Sunday, October 25, 2009

Obama's Endless Campaign



 Then Presidential candidate Barack Obama and his team of campaign advisors including the new “Architect” David Axelrod did an extraordinary job of campaigning for the presidency in 2008. During the campaign Obama and his staff managed to re-write how modern day campaigns will now be run in the future. They used simply and catchy phrases to grab young voters attention and turned the candidate into the message by personifying Obama as “Hope and Change” for future politics. They mastered  internet fundraising by soliciting small donations,  recruited grass-root supporters and energizing young, first time voters by giving eloquent and soaring speeches, sometimes in front of crowds numbering over 80,000.
            Yet, now 9 months into his presidency it seems all the campaign adulation President Obama received on the trail has gone to his head as he takes every available opportunity to leave the Oval office and hit the campaign trail again and again to push his agenda’s to the public (who can’t even vote for them) or to stump for Democratic candidates who are facing re-election in the fall.

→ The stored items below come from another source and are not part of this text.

//! The poll loop.
//!
//! [`Poller`] ties a [`MetricSource`] to a [`MetricStore`]: it bootstraps
//! the catalog once, then repeatedly fetches, resolves, writes and
//! optionally echoes each batch as one line of JSON before sleeping.

use std::collections::BTreeSet;
use std::io::{self, Write};
use std::time::Duration;

use serde::{Deserialize, Serialize};
use tracing::{debug, info, warn};

use crate::catalog::MetricCatalog;
use crate::error::Result;
use crate::source::MetricSource;
use crate::store::MetricStore;
use crate::types::{Measurement, MetricName, RawMeasurement};

/// What to do with measurements whose name is not in the catalog.
#[derive(Debug, Clone, Copy, Default, PartialEq, Eq, Serialize, Deserialize)]
#[serde(rename_all = "lowercase")]
pub enum UnresolvedPolicy {
    /// Catalog the new names, then write the rows.
    #[default]
    Register,
    /// Drop the rows for this cycle.
    Skip,
}

impl std::str::FromStr for UnresolvedPolicy {
    type Err = String;

    fn from_str(s: &str) -> std::result::Result<Self, Self::Err> {
        match s.to_ascii_lowercase().as_str() {
            "register" => Ok(Self::Register),
            "skip" => Ok(Self::Skip),
            other => Err(format!("unknown unresolved-name policy '{other}' (expected register or skip)")),
        }
    }
}

/// Poller settings.
#[derive(Debug, Clone, PartialEq, Eq)]
pub struct PollerOptions {
    /// Delay between the end of one cycle and the start of the next.
    pub interval: Duration,
    /// Echo each cycle's raw measurements as JSON.
    pub json_output: bool,
    /// Handling of names missing from the catalog.
    pub unresolved: UnresolvedPolicy,
}

impl Default for PollerOptions {
    fn default() -> Self {
        Self {
            interval: Duration::from_secs(1),
            json_output: false,
            unresolved: UnresolvedPolicy::default(),
        }
    }
}

/// Lifecycle of a [`Poller`].
#[derive(Debug, Clone, Copy, PartialEq, Eq)]
pub enum PollerState {
    /// Catalog not loaded yet.
    Bootstrapping,
    /// Running a cycle.
    Polling,
    /// Waiting for the next cycle.
    Sleeping,
}

/// Summary of one poll cycle.
#[derive(Debug, Clone, Copy, Default, PartialEq, Eq)]
pub struct CycleReport {
    /// Measurements returned by the source.
    pub fetched: usize,
    /// Rows newly inserted into the store.
    pub written: usize,
    /// Rows already present from an earlier cycle.
    pub duplicates: usize,
    /// Rows whose name was not catalogued before this cycle.
    pub unresolved: usize,
    /// Rows dropped under [`UnresolvedPolicy::Skip`].
    pub dropped: usize,
    /// Running total of rows written since start.
    pub total_written: u64,
}

/// Drives the fetch → resolve → write → emit → sleep loop.
pub struct Poller<S, W = io::Stdout> {
    source: S,
    store: MetricStore,
    catalog: Option<MetricCatalog>,
    options: PollerOptions,
    output: W,
    state: PollerState,
    cycles: u64,
    total_written: u64,
}

impl<S: MetricSource> Poller<S, io::Stdout> {
    /// Creates a poller that echoes JSON to standard output.
    pub fn new(source: S, store: MetricStore, options: PollerOptions) -> Self {
        Self::with_output(source, store, options, io::stdout())
    }
}

impl<S: MetricSource, W: Write> Poller<S, W> {
    /// Creates a poller that echoes JSON to `output`.
    pub fn with_output(source: S, store: MetricStore, options: PollerOptions, output: W) -> Self {
        Self {
            source,
            store,
            catalog: None,
            options,
            output,
            state: PollerState::Bootstrapping,
            cycles: 0,
            total_written: 0,
        }
    }

    /// Current lifecycle state.
    pub const fn state(&self) -> PollerState {
        self.state
    }

    /// The underlying store.
    pub const fn store(&self) -> &MetricStore {
        &self.store
    }

    /// The loaded catalog, once bootstrapped.
    pub const fn catalog(&self) -> Option<&MetricCatalog> {
        self.catalog.as_ref()
    }

    /// The metric source.
    pub const fn source(&self) -> &S {
        &self.source
    }

    /// Mutable access to the metric source.
    pub fn source_mut(&mut self) -> &mut S {
        &mut self.source
    }

    /// The JSON echo sink.
    pub const fn output(&self) -> &W {
        &self.output
    }

    /// Completed cycles.
    pub const fn cycles(&self) -> u64 {
        self.cycles
    }

    /// Rows written since start.
    pub const fn total_written(&self) -> u64 {
        self.total_written
    }

    /// Discovers all known metric names and loads the catalog.
    ///
    /// # Errors
    ///
    /// Returns an error if the source cannot list names or the catalog
    /// cannot be written or read.
    pub async fn bootstrap(&mut self) -> Result<()> {
        self.state = PollerState::Bootstrapping;
        let names = self.source.known_names().await?;
        let catalog = MetricCatalog::bootstrap(&mut self.store, &names)?;
        self.catalog = Some(catalog);
        self.state = PollerState::Polling;
        Ok(())
    }

    /// Runs a single cycle, bootstrapping first if needed.
    ///
    /// # Errors
    ///
    /// Returns an error if fetching, writing or echoing fails. Nothing of
    /// the cycle is persisted when the write fails.
    pub async fn poll_once(&mut self) -> Result<CycleReport> {
        if self.catalog.is_none() {
            self.bootstrap().await?;
        }
        self.state = PollerState::Polling;

        let raw = self.source.fetch_current().await?;
        let (batch, unresolved, dropped) = self.resolve(&raw)?;

        let written = self.store.write_batch(&batch)?;
        if self.options.json_output {
            self.emit(&raw)?;
        }

        self.cycles += 1;
        self.total_written += written as u64;

        let report = CycleReport {
            fetched: raw.len(),
            written,
            duplicates: batch.len() - written,
            unresolved,
            dropped,
            total_written: self.total_written,
        };
        info!(
            cycle = self.cycles,
            fetched = report.fetched,
            written = report.written,
            duplicates = report.duplicates,
            total = report.total_written,
            "measurements"
        );
        Ok(report)
    }

    /// Bootstraps, then polls forever with a fixed delay between cycles.
    ///
    /// Only returns on error.
    ///
    /// # Errors
    ///
    /// Returns the first error of any cycle.
    pub async fn run(&mut self) -> Result<()> {
        self.bootstrap().await?;
        info!(
            source = self.source.name(),
            interval = ?self.options.interval,
            json = self.options.json_output,
            "polling"
        );
        loop {
            self.poll_once().await?;
            self.state = PollerState::Sleeping;
            tokio::time::sleep(self.options.interval).await;
        }
    }

    /// Maps names to ids, applying the unresolved-name policy.
    fn resolve(&mut self, raw: &[RawMeasurement]) -> Result<(Vec<Measurement>, usize, usize)> {
        let Some(catalog) = self.catalog.as_mut() else {
            return Ok((Vec::new(), 0, 0));
        };

        let missing: Vec<MetricName> = raw
            .iter()
            .filter(|m| !catalog.contains(&m.name))
            .map(|m| m.name.clone())
            .collect::<BTreeSet<_>>()
            .into_iter()
            .collect();
        let unresolved = raw.iter().filter(|m| !catalog.contains(&m.name)).count();

        if !missing.is_empty() {
            match self.options.unresolved {
                UnresolvedPolicy::Register => {
                    let added = catalog.register(&mut self.store, &missing)?;
                    info!(names = missing.len(), added, "catalogued newly seen metrics");
                }
                UnresolvedPolicy::Skip => {
                    warn!(
                        names = missing.len(),
                        rows = unresolved,
                        first = %missing[0],
                        "dropping measurements of uncatalogued metrics"
                    );
                }
            }
        }

        let batch: Vec<Measurement> = raw
            .iter()
            .filter_map(|m| catalog.resolve(&m.name).map(|id| m.resolved(id)))
            .collect();
        let dropped = raw.len() - batch.len();
        if dropped > 0 {
            debug!(dropped, "unresolved measurements not written");
        }
        Ok((batch, unresolved, dropped))
    }

    fn emit(&mut self, raw: &[RawMeasurement]) -> Result<()> {
        serde_json::to_writer(&mut self.output, raw)?;
        self.output.write_all(b"\n")?;
        self.output.flush()?;
        Ok(())
    }
}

By now everyone knows how difficult it had been for Obama to make a decision in the Illinois Senate with his record of simply voting “present”. Now, he seems to be continuing this disturbing pattern while governing the country as our President. He seems to flip-flop or push off pressing decisions for as long as possible while he continues to run his endless campaign.
 Toby Harnden from the UK Telegraph writes this interesting tidbit:
“Next week's fundraising events in Florida and Virginia will bring to 24 the number of such functions he had headlined since entering office in January. During his first year in office, Mr Bush attended just six fundraisers.”
This staggering fact shows the eagerness the President displays to hit the campaign trail at any moment while continuing to dither on major decisions. He still seems unsure about his assessment to commit to the counter-insurgency plan he concocted in February concerning Afghanistan and has faltered on making the commitment to more troops in that region.  Meanwhile, while he continues to hit the trail, U.S troop morale is reaching an all time low in that region.
President Obama was elected on the promise of being post-partisan to Washington and transforming the country. Thus far, he has won the support of only a single Republican for his health-care plan and has shown himself to be as aggressive a Democratic partisan in office as anyone in the fabled Clinton war room and attacking a news organization for ‘unfair’ coverage doesn’t help unite anything either.
Beyond the grand announcements, fine speeches and his eager acceptance of the Nobel Peace Prize, Mr. Obama has yet to achieve anything of substance. It is time for his campaign to end.